The debate is now that if the data is encrypted, and the vendor hosting the data does not have the keys to decryption, are they considered a business associate? “I believe they’re not a business associate because [the covered entity] has made the data inaccessible to [the vendor],” McMillan says. “One of the policy issues we’re looking at now is the language clear enough in the rule or does it need to be clarified even more because there are a lot of vendors out there that don’t want to sign business associate agreements and they’re trying to hide behind the fact that they don’t look at the data, and there’s not enough encryption going around to refute that.”

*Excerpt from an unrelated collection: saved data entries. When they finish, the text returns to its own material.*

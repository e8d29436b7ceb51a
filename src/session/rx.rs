//! Inbound receive loop.
//!
//! Sole reader on the transport. Every line is classified by the protocol
//! parser: subscription pushes route straight to the owning block through
//! the registry, command replies (`+OK` / `-ERR`) go to the serializer
//! worker, and anything else is protocol noise and dropped.
//!
//! On EOF or a read error the loop clears the connected flag and returns;
//! dropping its reply sender is what fails any in-flight submit with
//! `Disconnected`.

use std::sync::Arc;
use std::sync::atomic::{AtomicBool, Ordering};

use tokio::io::{AsyncBufReadExt, AsyncRead, BufReader};
use tokio::sync::{mpsc, watch};
use tracing::{debug, warn};
use ttp_protocol::{ResponseKind, TtpResponse, parse_line};

use crate::session::subscription::SubscriptionRegistry;

pub(crate) async fn run_rx_loop<R: AsyncRead + Unpin>(
    reader: R,
    registry: SubscriptionRegistry,
    reply_tx: mpsc::Sender<TtpResponse>,
    connected: Arc<AtomicBool>,
    mut shutdown: watch::Receiver<bool>,
) {
    debug!("receive loop started");
    let mut lines = BufReader::new(reader).lines();
    loop {
        let line = tokio::select! {
            biased;
            _ = shutdown.changed() => {
                if *shutdown.borrow() {
                    break;
                }
                continue;
            }
            line = lines.next_line() => line,
        };
        match line {
            Ok(Some(line)) => handle_line(&line, &registry, &reply_tx),
            Ok(None) => {
                warn!("transport closed by peer");
                connected.store(false, Ordering::SeqCst);
                break;
            }
            Err(e) => {
                warn!(error = %e, "transport read failed");
                connected.store(false, Ordering::SeqCst);
                break;
            }
        }
    }
    debug!("receive loop terminated");
}

fn handle_line(line: &str, registry: &SubscriptionRegistry, reply_tx: &mpsc::Sender<TtpResponse>) {
    let Some(response) = parse_line(line) else {
        // Malformed publishes are worth a warning; banners and prompts are not.
        if line.trim_start().starts_with('!') {
            warn!(line, "publish line without a usable token, dropped");
        }
        return;
    };
    match &response.kind {
        ResponseKind::Publish(publish) => registry.route(publish),
        ResponseKind::Ok(_) | ResponseKind::Error(_) => {
            // try_send: a reply nobody is waiting for (late after a timeout
            // overflow) must never stall publish routing.
            if let Err(e) = reply_tx.try_send(response) {
                warn!(error = %e, "unsolicited command reply dropped");
            }
        }
    }
}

Jared Rhoads, senior research analyst at the Global Institute for Emerging Healthcare Practices at the CSC Corporation discussed encryption in a recent report, “Achieving Comprehensive Health IT Privacy and Security,” and told Healthcare Informatics earlier that in the proposed rule an entity may determine that encryption is not reasonable and appropriate in addressing a particular risk, but if it does, then it must document that and implement equivalent alternative safeguards. However, Rhoads said there isn’t a whole lot that would be justifiable to not require encryption, so organizations should start investing in this now. To begin prioritizing, he recommended organizations assess their resources. Many organizations might not be able to encrypt every server, so he advised starting with the ones that have the highest traffic, or the ones that are furthest on the organization’s periphery, or the ones with the highest risk. “Most of the things like encryption are things that you ought to be doing because it’s the right thing, it’s good for your patients,” said Rhoads. “It may sound daunting but it’s within reach.”